Introduction: In spite of the known importance of cerebral blood flow (CBF) monitoring for aviation, spaceflight, military and emergency medicine, and neurosurgical intra- and postoperative monitoring, there is no standard noninvasive technique for continuous CBF monitoring. One potential method for this purpose is the electrical impedance technique, called rheoencephalography (REG). The development of improved electronics and computation tools has done much to overcome the difficulties of REG measurement. REG technology now has possibilities for application to the fields mentioned above.
Hypothesis: Our hypothesis was that REG would reflect CBF changes.
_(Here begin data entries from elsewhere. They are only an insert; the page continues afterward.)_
//! Client-side durable key/value storage trait.
//!
//! Plays the role of browser `localStorage`: a handful of string keys that
//! survive restarts. Only [`SessionStore`](crate::auth::session::SessionStore)
//! touches it.

use std::collections::HashMap;
use std::sync::{Arc, Mutex};

use mindspace_types::error::StorageError;

/// Synchronous string key/value storage.
///
/// Calls are expected to be cheap local operations, so the trait is not async.
pub trait SessionStorage: Send + Sync {
    /// Get a value by key. Returns None if the key does not exist.
    fn get(&self, key: &str) -> Result<Option<String>, StorageError>;

    /// Set a value for a key (upsert).
    fn set(&self, key: &str, value: &str) -> Result<(), StorageError>;

    /// Delete a key. No-op if the key does not exist.
    fn remove(&self, key: &str) -> Result<(), StorageError>;
}

impl<T: SessionStorage + ?Sized> SessionStorage for Arc<T> {
    fn get(&self, key: &str) -> Result<Option<String>, StorageError> {
        (**self).get(key)
    }

    fn set(&self, key: &str, value: &str) -> Result<(), StorageError> {
        (**self).set(key, value)
    }

    fn remove(&self, key: &str) -> Result<(), StorageError> {
        (**self).remove(key)
    }
}

/// In-memory storage. Nothing survives the process.
#[derive(Debug, Default)]
pub struct MemoryStorage {
    values: Mutex<HashMap<String, String>>,
}

impl MemoryStorage {
    pub fn new() -> Self {
        Self::default()
    }
}

impl SessionStorage for MemoryStorage {
    fn get(&self, key: &str) -> Result<Option<String>, StorageError> {
        let values = self.values.lock().unwrap_or_else(|e| e.into_inner());
        Ok(values.get(key).cloned())
    }

    fn set(&self, key: &str, value: &str) -> Result<(), StorageError> {
        let mut values = self.values.lock().unwrap_or_else(|e| e.into_inner());
        values.insert(key.to_string(), value.to_string());
        Ok(())
    }

    fn remove(&self, key: &str) -> Result<(), StorageError> {
        let mut values = self.values.lock().unwrap_or_else(|e| e.into_inner());
        values.remove(key);
        Ok(())
    }
}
Methods: Three experimental studies were undertaken to further define in vivo (rat, pig) CBF measurements by analysis of REG pulse waves. CO2 inhalation (4-20%), brain electrical stimulation, and aorta compression (5 min) were the applied CBF manipulations. In the case of aorta compression, global CBF was measured by REG, and local CBF by the laser Doppler method. Data were digitized and processed off-line.
Results: During CO2 inhalation and electrical stimulation of the brain, REG amplitude increased, indicating increased cerebral fluid volume. A linear relationship was established between CO2 concentration and REG peak amplitude (correlation coefficient: 0.88, p = 0.05), and the ascending portion of the curve (0.88, p = 0.05). During aorta compression, systemic arterial pressure increased (p = 0.008), and REG amplitude decreased (-23.75%, p = 0.01).
Conclusion: These studies have confirmed the REG amplitude changes during known CBF manipulations. The difference between local and global CBF response demonstrated CBF autoregulation and heterogeneity. Together, these studies indicate the usefulness and potential benefit of computerized REG monitoring for the above-mentioned fields.